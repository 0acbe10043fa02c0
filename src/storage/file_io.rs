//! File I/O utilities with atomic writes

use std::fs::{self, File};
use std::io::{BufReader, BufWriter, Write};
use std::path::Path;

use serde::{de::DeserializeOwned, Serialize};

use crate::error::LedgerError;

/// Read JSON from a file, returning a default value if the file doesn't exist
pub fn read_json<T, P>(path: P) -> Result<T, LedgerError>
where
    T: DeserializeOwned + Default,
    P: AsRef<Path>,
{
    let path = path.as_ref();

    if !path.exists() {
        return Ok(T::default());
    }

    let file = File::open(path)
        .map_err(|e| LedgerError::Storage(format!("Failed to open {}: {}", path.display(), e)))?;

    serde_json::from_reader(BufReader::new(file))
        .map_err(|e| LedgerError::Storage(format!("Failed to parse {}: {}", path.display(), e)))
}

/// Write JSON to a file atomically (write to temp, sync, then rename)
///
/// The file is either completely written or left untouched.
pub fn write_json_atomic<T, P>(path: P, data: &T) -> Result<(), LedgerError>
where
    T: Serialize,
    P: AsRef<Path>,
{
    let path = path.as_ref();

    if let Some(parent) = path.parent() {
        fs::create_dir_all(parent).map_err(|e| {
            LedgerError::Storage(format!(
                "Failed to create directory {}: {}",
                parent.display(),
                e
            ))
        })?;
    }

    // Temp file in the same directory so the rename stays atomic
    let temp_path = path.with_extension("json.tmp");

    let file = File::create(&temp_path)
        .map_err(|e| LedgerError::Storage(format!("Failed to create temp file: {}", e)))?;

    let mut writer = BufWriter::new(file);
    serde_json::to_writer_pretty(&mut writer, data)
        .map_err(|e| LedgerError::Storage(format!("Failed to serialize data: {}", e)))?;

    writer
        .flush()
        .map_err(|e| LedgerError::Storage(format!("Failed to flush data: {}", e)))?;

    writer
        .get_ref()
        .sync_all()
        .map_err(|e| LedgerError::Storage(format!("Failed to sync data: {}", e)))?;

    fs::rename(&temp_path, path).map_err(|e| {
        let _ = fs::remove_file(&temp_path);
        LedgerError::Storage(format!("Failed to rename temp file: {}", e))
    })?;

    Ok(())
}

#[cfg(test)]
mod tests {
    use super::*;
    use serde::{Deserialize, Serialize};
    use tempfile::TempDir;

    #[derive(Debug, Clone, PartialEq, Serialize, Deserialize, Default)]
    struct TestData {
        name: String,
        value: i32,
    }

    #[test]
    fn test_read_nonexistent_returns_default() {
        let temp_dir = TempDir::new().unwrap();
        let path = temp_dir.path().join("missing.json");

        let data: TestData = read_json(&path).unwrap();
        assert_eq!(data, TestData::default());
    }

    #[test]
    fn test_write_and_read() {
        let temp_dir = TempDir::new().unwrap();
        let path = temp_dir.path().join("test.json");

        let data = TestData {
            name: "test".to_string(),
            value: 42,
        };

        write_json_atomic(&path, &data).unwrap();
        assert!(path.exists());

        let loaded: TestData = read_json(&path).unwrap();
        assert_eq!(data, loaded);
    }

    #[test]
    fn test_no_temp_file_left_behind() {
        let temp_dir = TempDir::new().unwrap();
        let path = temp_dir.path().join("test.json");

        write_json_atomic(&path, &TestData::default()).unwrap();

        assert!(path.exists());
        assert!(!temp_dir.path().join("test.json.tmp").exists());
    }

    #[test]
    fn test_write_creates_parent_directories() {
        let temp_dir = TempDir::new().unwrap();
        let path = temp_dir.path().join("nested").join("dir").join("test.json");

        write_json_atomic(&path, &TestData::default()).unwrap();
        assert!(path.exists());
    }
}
○ ○ ○ ○ ○ ○ ○
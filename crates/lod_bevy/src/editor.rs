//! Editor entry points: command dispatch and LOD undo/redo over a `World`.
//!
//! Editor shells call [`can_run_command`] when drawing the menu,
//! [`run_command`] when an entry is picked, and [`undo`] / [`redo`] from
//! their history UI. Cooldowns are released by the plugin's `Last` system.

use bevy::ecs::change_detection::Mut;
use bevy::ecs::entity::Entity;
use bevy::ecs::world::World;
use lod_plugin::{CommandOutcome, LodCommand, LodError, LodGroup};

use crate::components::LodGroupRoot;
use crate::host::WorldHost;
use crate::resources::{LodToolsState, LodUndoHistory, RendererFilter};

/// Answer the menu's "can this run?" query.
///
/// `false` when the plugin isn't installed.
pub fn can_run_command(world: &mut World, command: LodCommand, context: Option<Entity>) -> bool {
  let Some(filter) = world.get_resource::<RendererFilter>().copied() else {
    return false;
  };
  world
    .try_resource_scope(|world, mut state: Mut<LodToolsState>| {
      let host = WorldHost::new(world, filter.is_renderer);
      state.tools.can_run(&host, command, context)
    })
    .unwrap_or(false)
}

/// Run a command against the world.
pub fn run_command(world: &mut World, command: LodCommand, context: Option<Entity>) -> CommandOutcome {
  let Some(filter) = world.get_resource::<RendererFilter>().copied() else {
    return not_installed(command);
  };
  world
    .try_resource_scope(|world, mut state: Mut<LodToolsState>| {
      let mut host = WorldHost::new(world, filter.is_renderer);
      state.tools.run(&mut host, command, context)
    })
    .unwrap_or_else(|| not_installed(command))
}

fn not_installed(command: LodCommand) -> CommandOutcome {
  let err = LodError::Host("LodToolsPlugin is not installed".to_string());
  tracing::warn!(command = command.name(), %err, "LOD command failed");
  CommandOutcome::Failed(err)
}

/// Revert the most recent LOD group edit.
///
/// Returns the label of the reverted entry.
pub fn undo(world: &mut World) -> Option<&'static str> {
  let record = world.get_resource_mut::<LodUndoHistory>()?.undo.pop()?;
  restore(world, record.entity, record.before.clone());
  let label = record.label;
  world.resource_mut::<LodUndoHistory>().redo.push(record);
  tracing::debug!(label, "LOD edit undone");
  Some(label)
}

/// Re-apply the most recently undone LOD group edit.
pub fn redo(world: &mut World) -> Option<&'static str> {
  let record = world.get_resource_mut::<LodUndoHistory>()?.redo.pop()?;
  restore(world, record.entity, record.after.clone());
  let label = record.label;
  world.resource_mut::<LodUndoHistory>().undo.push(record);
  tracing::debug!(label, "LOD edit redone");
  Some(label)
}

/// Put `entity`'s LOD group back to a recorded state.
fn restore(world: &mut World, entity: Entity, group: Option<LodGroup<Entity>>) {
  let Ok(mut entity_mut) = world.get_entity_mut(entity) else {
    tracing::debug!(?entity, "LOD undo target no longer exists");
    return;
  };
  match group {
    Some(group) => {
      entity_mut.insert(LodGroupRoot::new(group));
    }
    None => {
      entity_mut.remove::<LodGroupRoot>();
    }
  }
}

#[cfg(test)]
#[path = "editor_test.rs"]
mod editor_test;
○ ○ ○ ○ ○ ○ ○
▸ EXERCISE: Only the lines that contain the string "static" should be copied from the entries above.

▸ PROBLEM SOLUTION:
pub fn undo(world: &mut World) -> Option<&'static str> {
pub fn redo(world: &mut World) -> Option<&'static str> {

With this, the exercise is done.